● Directions for this task
Report how many lines contain the word "Whether" in the listing that follows. Give nothing besides the number.

Source material: Begin

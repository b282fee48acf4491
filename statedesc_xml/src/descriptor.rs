//! Assembly of a [`StateDescriptor`] from the attributes and children of a `state` tag.

use crate::{AttributeMap, FormatError, GenericNode, coerce, options, vocabulary::*};
use log::{error, trace};
use statedesc_core::{StateDescriptor, StateDescriptorBuilder};
use thiserror::Error;

/// The children of a `state` tag do not have the expected shape.
#[derive(Error, Debug, Clone, PartialEq, Eq)]
pub enum StructureError {
    /// The child of a `state` tag is not an `options` list.
    #[error("unknown type `{0}`")]
    UnknownType(String),
    /// An item of the `options` list is not an `option` leaf.
    #[error("unknown type `{0}` in the list of `options`")]
    UnknownOptionType(String),
    /// An `option` leaf lacks a mandatory attribute.
    #[error("the node `option` requires the attribute `{0}`")]
    MissingAttr(String),
    /// A `state` tag has more than one child.
    #[error("unexpected trailing node `{0}`")]
    TrailingNode(String),
}

/// The reason a `state` tag could not be turned into a [`StateDescriptor`].
#[derive(Error, Debug)]
pub enum DescriptorError {
    /// An attribute could not be read as its type.
    #[error(transparent)]
    Format(#[from] FormatError),
    /// The children do not have the expected shape.
    #[error(transparent)]
    Structure(#[from] StructureError),
}

impl DescriptorError {
    /// Whether an attribute could not be read as its type.
    pub fn is_format(&self) -> bool {
        matches!(self, DescriptorError::Format(_))
    }

    /// Whether the children do not have the expected shape.
    pub fn is_structure(&self) -> bool {
        matches!(self, DescriptorError::Structure(_))
    }
}

/// Builds the [`StateDescriptor`] of a `state` tag,
/// given its (already validated) attributes and its child nodes.
///
/// The only child allowed is a single `options` list, which has to come first.
/// Either the whole tag is valid and a complete descriptor is returned, or nothing is.
pub fn parse(
    attributes: &AttributeMap,
    children: &[GenericNode],
) -> Result<StateDescriptor, DescriptorError> {
    let read_only = coerce::boolean(attributes, ATTR_READ_ONLY, false);
    let mut builder = StateDescriptorBuilder::new().with_read_only(read_only);

    if let Some(minimum) = coerce::decimal(attributes, ATTR_MIN, None)? {
        builder = builder.with_minimum(minimum);
    }
    if let Some(maximum) = coerce::decimal(attributes, ATTR_MAX, None)? {
        builder = builder.with_maximum(maximum);
    }
    if let Some(step) = coerce::decimal(attributes, ATTR_STEP, None)? {
        builder = builder.with_step(step);
    }
    if let Some(pattern) = attributes.get(ATTR_PATTERN) {
        builder = builder.with_pattern(pattern.as_str());
    }

    let mut nodes = children.iter();
    if let Some(option_nodes) = nodes.next() {
        trace!(target: "parser", "'{}' child node", option_nodes.name());
        builder = builder.with_options(options::parse_options(option_nodes)?);
    }
    if let Some(node) = nodes.next() {
        error!(target: "parser", "unexpected trailing node '{}'", node.name());
        return Err(StructureError::TrailingNode(node.name().to_string()).into());
    }

    Ok(builder.build())
}
//! Typed reading of attribute values.

use crate::AttributeMap;
use bigdecimal::{BigDecimal, ParseBigDecimalError};
use log::error;
use std::str::FromStr;
use thiserror::Error;

/// An attribute value is not a valid literal of the expected type.
#[derive(Error, Debug)]
#[error("the attribute `{attr}` has not a valid decimal number format: `{text}`")]
pub struct FormatError {
    /// Name of the offending attribute.
    pub attr: String,
    /// Text of the offending attribute.
    pub text: String,
    #[source]
    source: Option<ParseBigDecimalError>,
}

/// Whether `text` is an optional sign, digits with an optional fraction,
/// and an optional exponent, with at least one digit before the exponent.
fn is_decimal_literal(text: &str) -> bool {
    let text = text.strip_prefix(['+', '-']).unwrap_or(text);
    let (mantissa, exponent) = match text.find(['e', 'E']) {
        Some(idx) => (&text[..idx], Some(&text[idx + 1..])),
        None => (text, None),
    };
    let (int, frac) = mantissa.split_once('.').unwrap_or((mantissa, ""));
    let digits = |part: &str| part.bytes().all(|b| b.is_ascii_digit());
    let mantissa_ok = digits(int) && digits(frac) && !(int.is_empty() && frac.is_empty());
    let exponent_ok = exponent.is_none_or(|exp| {
        let exp = exp.strip_prefix(['+', '-']).unwrap_or(exp);
        !exp.is_empty() && digits(exp)
    });
    mantissa_ok && exponent_ok
}

/// Reads the attribute `name` as an exact decimal number,
/// or returns `default` if the attribute is not there.
pub fn decimal(
    attributes: &AttributeMap,
    name: &str,
    default: Option<BigDecimal>,
) -> Result<Option<BigDecimal>, FormatError> {
    let Some(text) = attributes.get(name) else {
        return Ok(default);
    };
    let format_error = |source| {
        error!(target: "parser", "attribute '{name}' is not a decimal number: '{text}'");
        FormatError {
            attr: name.to_string(),
            text: text.clone(),
            source,
        }
    };
    if !is_decimal_literal(text) {
        return Err(format_error(None));
    }
    BigDecimal::from_str(text)
        .map(Some)
        .map_err(|err| format_error(Some(err)))
}

/// Reads the attribute `name` as a boolean,
/// or returns `default` if the attribute is not there.
///
/// Only `true`, in any case, is true: any other text is false.
pub fn boolean(attributes: &AttributeMap, name: &str, default: bool) -> bool {
    attributes
        .get(name)
        .map_or(default, |text| text.eq_ignore_ascii_case("true"))
}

Source material: End

● Finished task
3